Abstract

In order to develop a high current density in coils, Bi-2212 wires must be electrically discrete in tight winding packs. It is vital to use an insulating layer that is thin, fulfils the dielectric requirements, and can survive the heat treatment whose maximum temperature reaches 890 °C. A thin (20-30 µm) ceramic coating could be better as the insulating layer compared to alumino-silicate braided fiber insulation, which is about 100 μm thick and reacts with the Ag sheath during heat treatment, degrading the critical current density (J_c). At present, TiO₂ seems to be the most viable ceramic material for such a thin insulation because it is chemically compatible with Ag and Bi-2212 and its sintering temperature is lower than the maximum temperature used for the Bi-2212 heat treatment. However, recent tests of a large Bi-2212 coil insulated only with TiO₂ showed severe electrical shorting between the wires after over pressure heat treatment (OPHT). The origin of the shorting was frequent silver extrusions that penetrated the porous TiO₂ layer and electrically connected adjacent Bi-2212 wires. To understand the mechanism of this unexpected behaviour, we investigated the effect of sheath material and hydrostatic pressure on the formation of Ag extrusions.
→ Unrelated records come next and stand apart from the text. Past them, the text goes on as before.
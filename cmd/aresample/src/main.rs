//! aresample CLI - resample raw s16le PCM.
//!
//! Reads headerless PCM from a file or stdin and writes the converted PCM to
//! a file or stdout.

use std::fs::File;
use std::io::{self, BufReader, BufWriter, Read, Write};
use std::path::PathBuf;

use anyhow::Context;
use aresample::ResampleReader;
use clap::Parser;
use tracing::{debug, info};
use tracing_subscriber::EnvFilter;

mod config;

use config::Config;

/// aresample CLI - resample raw s16le PCM.
///
/// Converts 16-bit little-endian PCM between sample rates with a streaming
/// cubic spline, and optionally duplicates mono into stereo.
///
/// Example:
///   aresample --rate-in 16000 --rate-out 48000 -i voice.pcm -o voice48k.pcm
#[derive(Parser)]
#[command(name = "aresample")]
#[command(about = "Resample raw s16le PCM")]
#[command(version)]
pub struct Cli {
    /// Config file (YAML)
    #[arg(long)]
    pub config: Option<PathBuf>,

    /// Input file (default: stdin)
    #[arg(short = 'i', long)]
    pub input: Option<PathBuf>,

    /// Output file (default: stdout)
    #[arg(short = 'o', long)]
    pub output: Option<PathBuf>,

    /// Input channels (1 or 2)
    #[arg(short = 'c', long)]
    pub channels: Option<usize>,

    /// Input sample rate in Hz
    #[arg(long)]
    pub rate_in: Option<u32>,

    /// Output sample rate in Hz
    #[arg(long)]
    pub rate_out: Option<u32>,

    /// Duplicate mono input into stereo output
    #[arg(long)]
    pub stereo: bool,

    /// Input frames per resample call
    #[arg(long)]
    pub chunk_frames: Option<usize>,

    /// Verbose output
    #[arg(short = 'v', long)]
    pub verbose: bool,
}

impl Cli {
    /// Values given on the command line, as a config layer.
    fn overrides(&self) -> Config {
        Config {
            channels: self.channels,
            rate_in: self.rate_in,
            rate_out: self.rate_out,
            stereo: self.stereo.then_some(true),
            chunk_frames: self.chunk_frames,
        }
    }
}

fn main() -> anyhow::Result<()> {
    let cli = Cli::parse();

    // Setup logging; stdout may carry PCM
    let filter = if cli.verbose {
        EnvFilter::new("debug")
    } else {
        EnvFilter::try_from_default_env().unwrap_or_else(|_| EnvFilter::new("warn"))
    };
    tracing_subscriber::fmt()
        .with_env_filter(filter)
        .with_target(false)
        .with_writer(io::stderr)
        .init();

    let file_config = match &cli.config {
        Some(path) => Config::load(path)?,
        None => Config::default(),
    };
    let settings = file_config.merge(cli.overrides()).resolve()?;
    debug!(?settings, "resolved settings");

    let input: Box<dyn Read> = match &cli.input {
        Some(path) => Box::new(BufReader::new(
            File::open(path).with_context(|| format!("open input {}", path.display()))?,
        )),
        None => Box::new(io::stdin().lock()),
    };
    let mut output: Box<dyn Write> = match &cli.output {
        Some(path) => Box::new(BufWriter::new(
            File::create(path).with_context(|| format!("create output {}", path.display()))?,
        )),
        None => Box::new(io::stdout().lock()),
    };

    let mut reader = ResampleReader::new(input, settings.src, settings.dst)
        .context("create resampler")?
        .with_chunk_frames(settings.chunk_frames);

    let written = pump(&mut reader, &mut output)?;
    output.flush().context("flush output")?;

    info!(
        bytes = written,
        rate_in = settings.src.sample_rate,
        rate_out = settings.dst.sample_rate,
        "resample done"
    );
    Ok(())
}

/// Copies all converted PCM from `reader` to `w`, returning the byte count.
fn pump<R: Read, W: Write + ?Sized>(reader: &mut R, w: &mut W) -> anyhow::Result<u64> {
    let mut buf = [0u8; 8192];
    let mut written = 0u64;
    loop {
        let n = reader.read(&mut buf).context("resample input")?;
        if n == 0 {
            return Ok(written);
        }
        w.write_all(&buf[..n]).context("write output")?;
        written += n as u64;
    }
}
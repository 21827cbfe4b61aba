//! IMDb event page parsing.
//!
//! Two pages are read per event:
//! - the overview page (`/event/{id}`), listing the event name and all
//!   editions it has had
//! - one page per edition (`/event/{id}/{year}/{instance}/`), listing the
//!   awards, their categories and every nomination

use reqwest::blocking::Client;
use serde::Deserialize;
use serde_json::Value;

use crate::config::{event_path, event_year_path, BASE_URL};
use crate::error::Result;
use crate::http::{fetch_page_props, Throttle};
use crate::types::{EventSummary, Nomination, YearLabel};

/// Source of event data.
///
/// The scraping run only talks to IMDb through this trait.
pub trait AwardsSource {
    /// Fetch the display name and edition labels of an event.
    fn event_summary(&mut self, event_id: &str) -> Result<EventSummary>;

    /// Fetch the category rows of one edition.
    fn year_detail(&mut self, event_id: &str, label: &YearLabel) -> Result<Vec<Nomination>>;
}

/// [`AwardsSource`] backed by the IMDb website.
pub struct ImdbSource {
    client: Client,
    base_url: String,
    throttle: Throttle,
}

impl ImdbSource {
    pub fn new(client: Client, throttle: Throttle) -> Self {
        Self::with_base_url(client, throttle, BASE_URL)
    }

    /// Point the source at another host (used against mock servers).
    pub fn with_base_url(client: Client, throttle: Throttle, base_url: impl Into<String>) -> Self {
        Self {
            client,
            base_url: base_url.into(),
            throttle,
        }
    }
}

impl AwardsSource for ImdbSource {
    fn event_summary(&mut self, event_id: &str) -> Result<EventSummary> {
        let url = format!("{}{}", self.base_url, event_path(event_id));
        let props = fetch_page_props(&self.client, &url, &self.throttle)?;
        parse_event_summary(props)
    }

    fn year_detail(&mut self, event_id: &str, label: &YearLabel) -> Result<Vec<Nomination>> {
        let url = format!("{}{}", self.base_url, event_year_path(event_id, label));
        let props = fetch_page_props(&self.client, &url, &self.throttle)?;
        parse_year_detail(props)
    }
}

#[derive(Debug, Deserialize)]
#[serde(rename_all = "camelCase")]
struct EventPage {
    event_name: String,
    history_event_editions: Vec<EditionRef>,
}

#[derive(Debug, Deserialize)]
#[serde(rename_all = "camelCase")]
struct EditionRef {
    year: u32,
    instance_within_year: u32,
}

#[derive(Debug, Deserialize)]
struct EditionPage {
    edition: EditionDetail,
}

#[derive(Debug, Deserialize)]
struct EditionDetail {
    awards: Vec<AwardNode>,
}

#[derive(Debug, Deserialize)]
#[serde(rename_all = "camelCase")]
struct AwardNode {
    text: String,
    nomination_categories: Connection<CategoryNode>,
}

/// GraphQL-style edge list.
#[derive(Debug, Deserialize)]
struct Connection<T> {
    edges: Vec<Edge<T>>,
}

#[derive(Debug, Deserialize)]
struct Edge<T> {
    node: T,
}

#[derive(Debug, Deserialize)]
struct CategoryNode {
    category: Option<TextNode>,
    nominations: Connection<NominationNode>,
}

#[derive(Debug, Deserialize)]
struct TextNode {
    text: String,
}

#[derive(Debug, Deserialize)]
#[serde(rename_all = "camelCase")]
struct NominationNode {
    #[serde(default)]
    is_winner: bool,
    awarded_entities: AwardedEntities,
}

#[derive(Debug, Deserialize)]
#[serde(rename_all = "camelCase")]
struct AwardedEntities {
    award_titles: Option<Vec<AwardTitle>>,
    secondary_award_titles: Option<Vec<AwardTitle>>,
}

impl AwardedEntities {
    /// Titles credited by this nomination.
    ///
    /// `awardTitles` wins whenever present; `secondaryAwardTitles` is only
    /// consulted when the primary list is absent and it has entries.
    fn titles(&self) -> &[AwardTitle] {
        match (&self.award_titles, &self.secondary_award_titles) {
            (Some(primary), _) => primary,
            (None, Some(secondary)) if !secondary.is_empty() => secondary,
            _ => &[],
        }
    }
}

#[derive(Debug, Deserialize)]
struct AwardTitle {
    title: Option<TitleRef>,
}

#[derive(Debug, Deserialize)]
struct TitleRef {
    id: Option<String>,
}

/// Parse the overview page props of an event.
pub fn parse_event_summary(props: Value) -> Result<EventSummary> {
    let page: EventPage = serde_json::from_value(props)?;
    let years = page
        .history_event_editions
        .iter()
        .map(|e| YearLabel::new(e.year, e.instance_within_year))
        .collect();
    Ok(EventSummary {
        name: page.event_name,
        years,
    })
}

/// Parse the edition page props into category rows.
///
/// Names are lowercased. A category without its own label takes the award
/// name. The ID lists of each row are sorted.
pub fn parse_year_detail(props: Value) -> Result<Vec<Nomination>> {
    let page: EditionPage = serde_json::from_value(props)?;
    let mut rows = Vec::new();

    for award in page.edition.awards {
        let award_name = award.text.to_lowercase();

        for Edge { node: category } in award.nomination_categories.edges {
            let category_name = match &category.category {
                Some(c) => c.text.to_lowercase(),
                None => award_name.clone(),
            };

            let mut nominees = Vec::new();
            let mut winners = Vec::new();
            for Edge { node: nomination } in &category.nominations.edges {
                let ids = nomination
                    .awarded_entities
                    .titles()
                    .iter()
                    .filter_map(|t| t.title.as_ref().and_then(|t| t.id.clone()))
                    .filter(|id| !id.is_empty());
                for id in ids {
                    if nomination.is_winner {
                        winners.push(id.clone());
                    }
                    nominees.push(id);
                }
            }
            nominees.sort();
            winners.sort();

            tracing::trace!(
                award = %award_name,
                category = %category_name,
                nominees = nominees.len(),
                winners = winners.len(),
                "Parsed category"
            );

            rows.push(Nomination {
                award: award_name.clone(),
                category: category_name,
                nominees,
                winners,
            });
        }
    }

    Ok(rows)
}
We found that Ag extrusions occur only when TiO₂-insulated Ag-0.2%Mg sheathed wire (Ag(Mg) wire) undergoes OPHT at 50 bar. No Ag extrusions were observed when the TiO₂-insulated Ag(Mg) wire was processed at 1 bar. The TiO₂-insulated wires sheathed with pure Ag that underwent 50 bar OPHT were also free from Ag extrusions. A key finding is that the Ag extrusions emanating from the Ag(Mg) sheath actually contain no MgO, suggesting that local depletion of MgO facilitates local, heterogeneous deformation of the sheath under hydrostatic overpressure. Our study also suggests that predensifying the Ag(Mg) wire before insulating it with TiO₂ and doing the final OPHT can potentially prevent Ag extrusion.